Hot Karl
The Great Escape
2005
C



hip-hop itself to me is very funny," enthused Prince Paul, hip-hop's primetime satirist in an interview on The Sound of Young America. "Like in New York, people are wearing these really big hats with the rim really flat, and a lot of times a really good wind will just blow it down the block. You're like 150 lbs., but you got like a XXXXXL shirt on, your pants are down to your knees... that's not funny??" he exclaimed. Hardly oblivious to his humor's selective audience though, Paul conceded: "[But] it's so commonplace, people are like, 'So what's the joke?'" So, when Paul subsequently sent up hip-hop's commodified qualities by emulating said qualities on his 2003 album Politics of the Business, it was no surprise that consumers weren't trying to clown what they'd already been buyin'. The joke flew over most heads. But the record really never had a chance, because Paul's guest MCs were on a different page; Tash on Politics sounded no different than Tash on, well, everything else Tash has touched. Certainly, inconsistent quality dampened the record's reception. However, the point was seemingly made again: "Some people take hip-hop very, very serious."

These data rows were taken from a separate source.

use std::fmt;
use std::io;
use std::process::ExitStatus;

/// Kinds of line-scoped problems found while scanning a dump.
#[derive(Debug, Clone, Copy, PartialEq, Eq, Hash)]
pub enum ParseErrorKind {
    /// `*` with no table name.
    MalformedTableHeader,
    /// Chain header without exactly three fields, or with an empty name.
    MalformedChainHeader,
    /// Counter token missing or not `[packets:bytes]`.
    MalformedCounters,
    /// Rule line without an `-A <chain>` pair.
    MissingTarget,
    /// Chain header or rule seen while no table is open.
    OutsideTable,
    /// Line matches none of the known shapes.
    UnhandledLineKind,
}

impl ParseErrorKind {
    pub fn message(&self) -> &'static str {
        match self {
            Self::MalformedTableHeader => "expected *table",
            Self::MalformedChainHeader => "expected 3 fields",
            Self::MalformedCounters => "expected [packets:bytes]",
            Self::MissingTarget => "expected -A chain ...",
            Self::OutsideTable => "expected *table before chains and rules",
            Self::UnhandledLineKind => "unhandled line",
        }
    }
}

impl fmt::Display for ParseErrorKind {
    fn fmt(&self, f: &mut fmt::Formatter<'_>) -> fmt::Result {
        f.write_str(self.message())
    }
}

/// One malformed line. `line_text` is the line after whitespace trimming.
#[derive(Debug, Clone, PartialEq, Eq, thiserror::Error)]
#[error("{kind} at line {line_number}: {line_text:?}")]
pub struct ParseError {
    pub kind: ParseErrorKind,
    pub line_number: usize,
    pub line_text: String,
}

impl ParseError {
    pub fn new(kind: ParseErrorKind, line_number: usize, line_text: &str) -> Self {
        Self {
            kind,
            line_number,
            line_text: line_text.to_string(),
        }
    }
}

/// Every line-scoped error of one scan, in the order they were found.
///
/// A non-empty accumulator fails the whole parse.
#[derive(Debug, Clone, PartialEq, Eq, Default, thiserror::Error)]
#[error("{}", join_lines(.0))]
pub struct ParseErrors(Vec<ParseError>);

fn join_lines(errors: &[ParseError]) -> String {
    errors
        .iter()
        .map(ToString::to_string)
        .collect::<Vec<_>>()
        .join("\n")
}

impl ParseErrors {
    pub fn new() -> Self {
        Self::default()
    }

    pub fn push(&mut self, error: ParseError) {
        self.0.push(error);
    }

    pub fn is_empty(&self) -> bool {
        self.0.is_empty()
    }

    pub fn len(&self) -> usize {
        self.0.len()
    }

    pub fn iter(&self) -> std::slice::Iter<'_, ParseError> {
        self.0.iter()
    }

    /// Distinct offending line numbers, ascending.
    pub fn line_numbers(&self) -> Vec<usize> {
        let mut lines: Vec<usize> = self.0.iter().map(|e| e.line_number).collect();
        lines.sort_unstable();
        lines.dedup();
        lines
    }

    pub fn into_vec(self) -> Vec<ParseError> {
        self.0
    }
}

impl<'a> IntoIterator for &'a ParseErrors {
    type Item = &'a ParseError;
    type IntoIter = std::slice::Iter<'a, ParseError>;

    fn into_iter(self) -> Self::IntoIter {
        self.0.iter()
    }
}

/// Failure of one collection cycle.
///
/// Process and stream failures are kept apart from grammar failures so
/// a missing binary is distinguishable from unparseable output.
#[derive(Debug, thiserror::Error)]
pub enum SaveError {
    #[error("failed to read iptables-save output: {0}")]
    Read(#[from] io::Error),

    #[error("failed to start {command}: {source}")]
    Spawn {
        command: String,
        #[source]
        source: io::Error,
    },

    #[error("failed to wait for {command}: {source}")]
    Wait {
        command: String,
        #[source]
        source: io::Error,
    },

    #[error("{command} exited with {status}: {stderr}")]
    Exit {
        command: String,
        status: ExitStatus,
        stderr: String,
    },

    #[error("failed to parse iptables-save output:\n{0}")]
    Parse(#[from] ParseErrors),
}

impl SaveError {
    /// Line-scoped errors, when the failure was a grammar failure.
    pub fn parse_errors(&self) -> Option<&ParseErrors> {
        match self {
            Self::Parse(errors) => Some(errors),
            _ => None,
        }
    }

    /// Short label for logs and metrics.
    pub fn reason(&self) -> &'static str {
        match self {
            Self::Read(_) => "read",
            Self::Spawn { .. } => "spawn",
            Self::Wait { .. } | Self::Exit { .. } => "exit",
            Self::Parse(_) => "parse",
        }
    }
}
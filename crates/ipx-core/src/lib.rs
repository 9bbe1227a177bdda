pub mod config;
pub mod tables;

pub use config::*;
pub use tables::*;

So, if the Godfather of Skits has had such mixed results having fun with hip-hop, what makes Hot Karl think he has a better shot?

Wait, Hot Who?

Hot Karl's story is not Source standard: drug slangin', gangbangin', and welfare checks. Born in the San Fernando suburbs of Los Angeles, Jensen Karp first experienced hip-hop through those increasingly familiar mediums: wax slangin', radio bangin', and TV sets. Being a white hip-hop fan in those Def Jam days made Karp stand out, but he quickly proved himself to be more than just another Jane. At age 13, he opened for Ice-T and even earned his tasty nom-de-rhyme from Mr. Marrow. School occupied the lull of his teen years, but he jumped back into exercising his gift of wit while attending college. Now fully embracing the Hot Karl title, he always kept it classy with quips like, "I have a 20-inch dick on par with Dirk Diggler's." The public story really begins in 1999 when he won for 45 consecutive days on "The Roll Call," a mainstream hip-hop radio segment that allows callers to 'battle' head-to-head. The unprecedented winning streak garnered major label interest, a deal with Interscope, and a high-budget album (over a half million dollars) that featured guest spots from Redman, Fabolous, Mya, Mark McGrath (Sugar Ray) and DJs Quik and Clue. However, Karl found himself in constant disagreement with his label over his music and image as 'the' white rapper. Even rumors sprang up suggesting HK had earned the ire of a certain labelmate/rapper-actor. Subsequently, his album, Your Housekeeper Hates You (much of which is available on his site as the re-titled I Like to Read), was shelved at the last minute and he was released from his deal.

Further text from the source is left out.